impl<'a> FrameMvContext<'a> {
    /// Instantiate a search over the decoded blocks of `grid`, treating the whole frame as a
    /// single tile.
    pub fn new(grid: &'a ModeInfoGrid, refs: &'a FrameRefs, options: MvRefOptions) -> Self {
        FrameMvContext {
            grid,
            refs,
            tile: TileInfo::whole_frame(grid),
            motion_field: None,
            options,
            sign_bias: refs.sign_bias(),
        }
    }

    /// Restricts the search to the tile `tile`.
    pub fn with_tile(mut self, tile: TileInfo) -> Self {
        self.tile = tile;
        self
    }

    /// Attaches the motion field of the frame.
    pub fn with_motion_field(mut self, motion_field: &'a MotionField) -> Self {
        self.motion_field = Some(motion_field);
        self
    }

    pub fn options(&self) -> &MvRefOptions {
        &self.options
    }

    /// Returns true if the block above-right of the block of `n4_w` by `n4_h` units at
    /// `(mi_row, mi_col)` is decoded. Availability across superblock rows is left to the tile
    /// bounds.
    fn has_top_right(&self, mi_row: i32, mi_col: i32, n4_w: i32, n4_h: i32) -> bool {
        let sb = self.options.sb_size.mi_size() as i32;

        if n4_w.max(n4_h) > MI_SIZE_64X64 as i32 {
            return false;
        }

        let mask_row = mi_row & (sb - 1);
        let mask_col = mi_col & (sb - 1);

        if mask_row - 1 < 0 {
            true
        }
        else if mask_col + n4_w >= sb {
            false
        }
        else {
            self.grid.is_decoded(mi_row - 1, mi_col + n4_w)
        }
    }

    fn global_mv(&self, rf: RefFrame, bsize: BlockSize, mi_row: usize, mi_col: usize) -> Mv {
        if !rf.is_inter() {
            return Mv::ZERO;
        }
        self.options.global_motion[rf.index()].motion_vector(
            self.options.mv_precision,
            bsize,
            mi_row,
            mi_col,
        )
    }

    /// Searches the reference motion vectors of the block of size `bsize` at `(mi_row, mi_col)`
    /// for the hypothesis `target`.
    pub fn find_mv_refs(
        &self,
        mi_row: usize,
        mi_col: usize,
        bsize: BlockSize,
        target: MvRefTarget,
    ) -> MvRefs {
        let (rf, compound) = match target {
            MvRefTarget::Single(rf) => ([rf, RefFrame::Intra], false),
            MvRefTarget::Compound(rf0, rf1) => ([rf0, rf1], true),
        };

        let global_mvs = if compound {
            rf.map(|rf| self.global_mv(rf, bsize, mi_row, mi_col))
        }
        else {
            [self.global_mv(rf[0], bsize, mi_row, mi_col), Mv::ZERO]
        };

        let mut scan = BlockScan {
            ctx: self,
            bsize,
            mi_row: mi_row as i32,
            mi_col: mi_col as i32,
            n4_w: bsize.width_mi() as i32,
            n4_h: bsize.height_mi() as i32,
            rf,
            compound,
            global_mvs,
            stack: CandidateStack::new(),
        };

        let mode_context = scan.run();

        let stack = scan.stack;

        let mut mv_ref_list = [global_mvs[0]; MAX_MV_REF_CANDIDATES];

        if !compound {
            for (slot, cand) in mv_ref_list.iter_mut().zip(stack.iter()) {
                *slot = cand.this_mv;
            }
        }

        trace!(
            "mv refs at ({}, {}) {:?} {:?}: {} candidates ({} nearest), context {:#04x}",
            mi_row,
            mi_col,
            bsize,
            target,
            stack.len(),
            stack.nearest_count(),
            mode_context.0
        );

        MvRefs { stack, mode_context, mv_ref_list, global_mvs }
    }
}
____
Task instructions:
Across the data, pull every line containing the string "tile".

Solution for this task:
    /// single tile.
            tile: TileInfo::whole_frame(grid),
    /// Restricts the search to the tile `tile`.
    pub fn with_tile(mut self, tile: TileInfo) -> Self {
        self.tile = tile;
    /// `(mi_row, mi_col)` is decoded. Availability across superblock rows is left to the tile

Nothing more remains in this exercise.